#### TASK INPUT
· · ·

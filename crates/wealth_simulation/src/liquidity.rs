//! Cash management and forced liquidation.
//!
//! Fees and tax are charged to cash. At the end of each period negative
//! cash is funded in two steps:
//!
//! 1. [`raise_cash`] sells daily-liquid holdings pro rata, paying normal
//!    trading costs. This is routine settlement and raises no flag.
//! 2. Whatever is still missing is a liquidity shortfall.
//!    [`cover_shortfall`] sells holdings in a fixed order:
//!    - daily-liquid assets by class: Cash, FixedIncome, Esg, Equity, Alternative
//!    - quarterly-gated assets
//!    - locked-up assets
//!
//! Daily-liquid sales pay normal trading costs. Gated and locked sales are
//! emergency redemptions and pay a haircut instead. Whatever cannot be
//! raised is reported as unfunded and cash is floored at zero.

use crate::costs::CostModel;
use crate::state::{PortfolioState, StateEvent};
use crate::tax::{sell_hifo, RealisedGains};
use serde::{Deserialize, Serialize};
use wealth_core::types::{Asset, LiquidityClass, Universe};

/// Shortfalls smaller than this are treated as rounding.
pub const CASH_TOLERANCE: f64 = 1e-6;

/// Shortfalls smaller than this fraction of portfolio value are treated as
/// rounding.
pub const RELATIVE_CASH_TOLERANCE: f64 = 1e-9;

const GROSS_UP_ITERATIONS: usize = 32;

/// Rounding allowance on cash for a portfolio worth `value`.
#[inline]
pub fn cash_tolerance(value: f64) -> f64 {
    CASH_TOLERANCE.max(RELATIVE_CASH_TOLERANCE * value.abs())
}

/// Cash buffer and emergency sale terms.
#[derive(Clone, Debug, PartialEq, Serialize, Deserialize)]
#[serde(default)]
pub struct LiquidityPolicy {
    /// Fraction of portfolio value kept in cash at each rebalance
    pub cash_buffer: f64,
    /// Haircut on forced sales of gated or locked assets
    pub emergency_haircut: f64,
}

impl Default for LiquidityPolicy {
    fn default() -> Self {
        Self {
            cash_buffer: 0.0,
            emergency_haircut: 0.05,
        }
    }
}

impl LiquidityPolicy {
    /// Validates ranges.
    pub fn validate(&self) -> Result<(), String> {
        if !(0.0..1.0).contains(&self.cash_buffer) {
            return Err("cash_buffer must lie in [0, 1)".into());
        }
        if !(0.0..1.0).contains(&self.emergency_haircut) {
            return Err("emergency_haircut must lie in [0, 1)".into());
        }
        Ok(())
    }
}

/// Result of a forced liquidation.
#[derive(Clone, Debug, Default, PartialEq)]
pub struct Liquidation {
    /// Net cash raised
    pub raised: f64,
    /// Trading costs and haircuts paid
    pub costs: f64,
    /// Gains realised by the sales
    pub realised: RealisedGains,
}

/// Order in which assets are sold to raise cash.
pub fn liquidation_order(universe: &Universe) -> Vec<usize> {
    let tier = |asset: &Asset| match asset.liquidity {
        LiquidityClass::Daily => 0u8,
        LiquidityClass::QuarterlyGated => 1,
        LiquidityClass::LockUp { .. } => 2,
    };
    let mut order: Vec<usize> = (0..universe.len()).collect();
    order.sort_by_key(|&i| {
        let asset = &universe.assets()[i];
        (tier(asset), asset.class.liquidation_rank(), i)
    });
    order
}

/// Funds negative cash in `state` by selling daily-liquid holdings pro rata.
///
/// The amount sold is grossed up so that proceeds net of trading costs
/// cover the deficit. Records a `CashRaised` event. If the daily-liquid
/// holdings are too small, everything tradable is sold and the remaining
/// deficit is left for [`cover_shortfall`].
pub fn raise_cash(
    state: &mut PortfolioState,
    universe: &Universe,
    costs: &CostModel,
    long_term_periods: usize,
) -> Option<Liquidation> {
    if state.cash >= -cash_tolerance(state.total_value()) {
        return None;
    }
    let need = -state.cash;
    let liquid: Vec<(usize, f64)> = universe
        .assets()
        .iter()
        .zip(&state.positions)
        .enumerate()
        .filter(|(_, (asset, position))| asset.liquidity.is_daily() && position.market_value() > 0.0)
        .map(|(i, (_, position))| (i, position.market_value()))
        .collect();
    let available: f64 = liquid.iter().map(|(_, v)| v).sum();
    if !(available > 0.0) {
        return None;
    }

    let charges = |gross: f64| -> f64 {
        liquid
            .iter()
            .map(|&(i, v)| costs.cost(&universe.assets()[i], gross * v / available).total())
            .sum()
    };
    let mut gross = need.min(available);
    for _ in 0..GROSS_UP_ITERATIONS {
        let next = (need + charges(gross)).min(available);
        let settled = (next - gross).abs() <= RELATIVE_CASH_TOLERANCE * need;
        gross = next;
        if settled {
            break;
        }
    }

    let mut outcome = Liquidation::default();
    for &(i, held) in &liquid {
        let value = gross * held / available;
        if value <= 0.0 {
            continue;
        }
        let charge = costs.cost(&universe.assets()[i], value).total();
        let proceeds = value - charge;
        let position = &mut state.positions[i];
        let price = position.price;
        outcome.realised += sell_hifo(
            &mut position.lots,
            value / price,
            price * proceeds / value,
            state.period,
            long_term_periods,
        );
        outcome.raised += proceeds;
        outcome.costs += charge;
    }

    state.cash += outcome.raised;
    state.costs_paid += outcome.costs;
    state.realised_ytd += outcome.realised;
    state.cumulative_realised += outcome.realised.total();
    state.events.push(StateEvent::CashRaised {
        sold: gross,
        costs: outcome.costs,
    });
    tracing::debug!(
        period = state.period,
        required = need,
        sold = gross,
        "Sold daily-liquid holdings to fund cash"
    );
    Some(outcome)
}

/// Covers negative cash in `state` by selling holdings.
///
/// Does nothing when cash is short by no more than [`cash_tolerance`] of
/// the portfolio value; otherwise records a `LiquidityShortfall` event, one
/// `ForcedSale` per asset sold, sets the shortfall flag and floors cash at
/// zero.
pub fn cover_shortfall(
    state: &mut PortfolioState,
    universe: &Universe,
    costs: &CostModel,
    policy: &LiquidityPolicy,
    long_term_periods: usize,
) -> Option<Liquidation> {
    if state.cash >= -cash_tolerance(state.total_value()) {
        if state.cash < 0.0 {
            state.cash = 0.0;
        }
        return None;
    }
    let required = -state.cash;
    let mut need = required;
    let mut outcome = Liquidation::default();

    for i in liquidation_order(universe) {
        if need <= CASH_TOLERANCE {
            break;
        }
        let asset = &universe.assets()[i];
        let position = &mut state.positions[i];
        let available = position.market_value();
        if available <= 0.0 {
            continue;
        }

        let (value, proceeds, charge) = if asset.liquidity.is_daily() {
            let fraction = (costs.cost(asset, need).total() / need).min(0.5);
            let value = available.min(need / (1.0 - fraction));
            let charge = costs.cost(asset, value).total();
            (value, value - charge, charge)
        } else {
            let h = policy.emergency_haircut;
            let value = available.min(need / (1.0 - h));
            (value, value * (1.0 - h), value * h)
        };

        let price = position.price;
        let effective_price = price * proceeds / value;
        outcome.realised += sell_hifo(
            &mut position.lots,
            value / price,
            effective_price,
            state.period,
            long_term_periods,
        );
        outcome.raised += proceeds;
        outcome.costs += charge;
        need -= proceeds;
        state.events.push(StateEvent::ForcedSale {
            asset: asset.id.clone(),
            value,
            haircut: if asset.liquidity.is_daily() { 0.0 } else { charge },
        });
    }

    let unfunded = need.max(0.0);
    state.cash = (state.cash + outcome.raised).max(0.0);
    state.costs_paid += outcome.costs;
    state.realised_ytd += outcome.realised;
    state.cumulative_realised += outcome.realised.total();
    state.liquidity_shortfall = true;
    state.events.push(StateEvent::LiquidityShortfall {
        required,
        raised: outcome.raised,
        unfunded,
    });
    tracing::warn!(
        period = state.period,
        required,
        raised = outcome.raised,
        unfunded,
        "Forced liquidation to cover negative cash"
    );
    Some(outcome)
}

· · ·

#### DIRECTIONS
All of the data must be returned exactly.

#### SOLVED EXERCISE
filename crates/wealth_simulation/src/liquidity.rs
//! Cash management and forced liquidation.
//!
//! Fees and tax are charged to cash. At the end of each period negative
//! cash is funded in two steps:
//!
//! 1. [`raise_cash`] sells daily-liquid holdings pro rata, paying normal
//!    trading costs. This is routine settlement and raises no flag.
//! 2. Whatever is still missing is a liquidity shortfall.
//!    [`cover_shortfall`] sells holdings in a fixed order:
//!    - daily-liquid assets by class: Cash, FixedIncome, Esg, Equity, Alternative
//!    - quarterly-gated assets
//!    - locked-up assets
//!
//! Daily-liquid sales pay normal trading costs. Gated and locked sales are
//! emergency redemptions and pay a haircut instead. Whatever cannot be
//! raised is reported as unfunded and cash is floored at zero.

use crate::costs::CostModel;
use crate::state::{PortfolioState, StateEvent};
use crate::tax::{sell_hifo, RealisedGains};
use serde::{Deserialize, Serialize};
use wealth_core::types::{Asset, LiquidityClass, Universe};

/// Shortfalls smaller than this are treated as rounding.
pub const CASH_TOLERANCE: f64 = 1e-6;

/// Shortfalls smaller than this fraction of portfolio value are treated as
/// rounding.
pub const RELATIVE_CASH_TOLERANCE: f64 = 1e-9;

const GROSS_UP_ITERATIONS: usize = 32;

/// Rounding allowance on cash for a portfolio worth `value`.
#[inline]
pub fn cash_tolerance(value: f64) -> f64 {
    CASH_TOLERANCE.max(RELATIVE_CASH_TOLERANCE * value.abs())
}

/// Cash buffer and emergency sale terms.
#[derive(Clone, Debug, PartialEq, Serialize, Deserialize)]
#[serde(default)]
pub struct LiquidityPolicy {
    /// Fraction of portfolio value kept in cash at each rebalance
    pub cash_buffer: f64,
    /// Haircut on forced sales of gated or locked assets
    pub emergency_haircut: f64,
}

impl Default for LiquidityPolicy {
    fn default() -> Self {
        Self {
            cash_buffer: 0.0,
            emergency_haircut: 0.05,
        }
    }
}

impl LiquidityPolicy {
    /// Validates ranges.
    pub fn validate(&self) -> Result<(), String> {
        if !(0.0..1.0).contains(&self.cash_buffer) {
            return Err("cash_buffer must lie in [0, 1)".into());
        }
        if !(0.0..1.0).contains(&self.emergency_haircut) {
            return Err("emergency_haircut must lie in [0, 1)".into());
        }
        Ok(())
    }
}

/// Result of a forced liquidation.
#[derive(Clone, Debug, Default, PartialEq)]
pub struct Liquidation {
    /// Net cash raised
    pub raised: f64,
    /// Trading costs and haircuts paid
    pub costs: f64,
    /// Gains realised by the sales
    pub realised: RealisedGains,
}

/// Order in which assets are sold to raise cash.
pub fn liquidation_order(universe: &Universe) -> Vec<usize> {
    let tier = |asset: &Asset| match asset.liquidity {
        LiquidityClass::Daily => 0u8,
        LiquidityClass::QuarterlyGated => 1,
        LiquidityClass::LockUp { .. } => 2,
    };
    let mut order: Vec<usize> = (0..universe.len()).collect();
    order.sort_by_key(|&i| {
        let asset = &universe.assets()[i];
        (tier(asset), asset.class.liquidation_rank(), i)
    });
    order
}

/// Funds negative cash in `state` by selling daily-liquid holdings pro rata.
///
/// The amount sold is grossed up so that proceeds net of trading costs
/// cover the deficit. Records a `CashRaised` event. If the daily-liquid
/// holdings are too small, everything tradable is sold and the remaining
/// deficit is left for [`cover_shortfall`].
pub fn raise_cash(
    state: &mut PortfolioState,
    universe: &Universe,
    costs: &CostModel,
    long_term_periods: usize,
) -> Option<Liquidation> {
    if state.cash >= -cash_tolerance(state.total_value()) {
        return None;
    }
    let need = -state.cash;
    let liquid: Vec<(usize, f64)> = universe
        .assets()
        .iter()
        .zip(&state.positions)
        .enumerate()
        .filter(|(_, (asset, position))| asset.liquidity.is_daily() && position.market_value() > 0.0)
        .map(|(i, (_, position))| (i, position.market_value()))
        .collect();
    let available: f64 = liquid.iter().map(|(_, v)| v).sum();
    if !(available > 0.0) {
        return None;
    }

    let charges = |gross: f64| -> f64 {
        liquid
            .iter()
            .map(|&(i, v)| costs.cost(&universe.assets()[i], gross * v / available).total())
            .sum()
    };
    let mut gross = need.min(available);
    for _ in 0..GROSS_UP_ITERATIONS {
        let next = (need + charges(gross)).min(available);
        let settled = (next - gross).abs() <= RELATIVE_CASH_TOLERANCE * need;
        gross = next;
        if settled {
            break;
        }
    }

    let mut outcome = Liquidation::default();
    for &(i, held) in &liquid {
        let value = gross * held / available;
        if value <= 0.0 {
            continue;
        }
        let charge = costs.cost(&universe.assets()[i], value).total();
        let proceeds = value - charge;
        let position = &mut state.positions[i];
        let price = position.price;
        outcome.realised += sell_hifo(
            &mut position.lots,
            value / price,
            price * proceeds / value,
            state.period,
            long_term_periods,
        );
        outcome.raised += proceeds;
        outcome.costs += charge;
    }

    state.cash += outcome.raised;
    state.costs_paid += outcome.costs;
    state.realised_ytd += outcome.realised;
    state.cumulative_realised += outcome.realised.total();
    state.events.push(StateEvent::CashRaised {
        sold: gross,
        costs: outcome.costs,
    });
    tracing::debug!(
        period = state.period,
        required = need,
        sold = gross,
        "Sold daily-liquid holdings to fund cash"
    );
    Some(outcome)
}

/// Covers negative cash in `state` by selling holdings.
///
/// Does nothing when cash is short by no more than [`cash_tolerance`] of
/// the portfolio value; otherwise records a `LiquidityShortfall` event, one
/// `ForcedSale` per asset sold, sets the shortfall flag and floors cash at
/// zero.
pub fn cover_shortfall(
    state: &mut PortfolioState,
    universe: &Universe,
    costs: &CostModel,
    policy: &LiquidityPolicy,
    long_term_periods: usize,
) -> Option<Liquidation> {
    if state.cash >= -cash_tolerance(state.total_value()) {
        if state.cash < 0.0 {
            state.cash = 0.0;
        }
        return None;
    }
    let required = -state.cash;
    let mut need = required;
    let mut outcome = Liquidation::default();

    for i in liquidation_order(universe) {
        if need <= CASH_TOLERANCE {
            break;
        }
        let asset = &universe.assets()[i];
        let position = &mut state.positions[i];
        let available = position.market_value();
        if available <= 0.0 {
            continue;
        }

        let (value, proceeds, charge) = if asset.liquidity.is_daily() {
            let fraction = (costs.cost(asset, need).total() / need).min(0.5);
            let value = available.min(need / (1.0 - fraction));
            let charge = costs.cost(asset, value).total();
            (value, value - charge, charge)
        } else {
            let h = policy.emergency_haircut;
            let value = available.min(need / (1.0 - h));
            (value, value * (1.0 - h), value * h)
        };

        let price = position.price;
        let effective_price = price * proceeds / value;
        outcome.realised += sell_hifo(
            &mut position.lots,
            value / price,
            effective_price,
            state.period,
            long_term_periods,
        );
        outcome.raised += proceeds;
        outcome.costs += charge;
        need -= proceeds;
        state.events.push(StateEvent::ForcedSale {
            asset: asset.id.clone(),
            value,
            haircut: if asset.liquidity.is_daily() { 0.0 } else { charge },
        });
    }

    let unfunded = need.max(0.0);
    state.cash = (state.cash + outcome.raised).max(0.0);
    state.costs_paid += outcome.costs;
    state.realised_ytd += outcome.realised;
    state.cumulative_realised += outcome.realised.total();
    state.liquidity_shortfall = true;
    state.events.push(StateEvent::LiquidityShortfall {
        required,
        raised: outcome.raised,
        unfunded,
    });
    tracing::warn!(
        period = state.period,
        required,
        raised = outcome.raised,
        unfunded,
        "Forced liquidation to cover negative cash"
    );
    Some(outcome)
}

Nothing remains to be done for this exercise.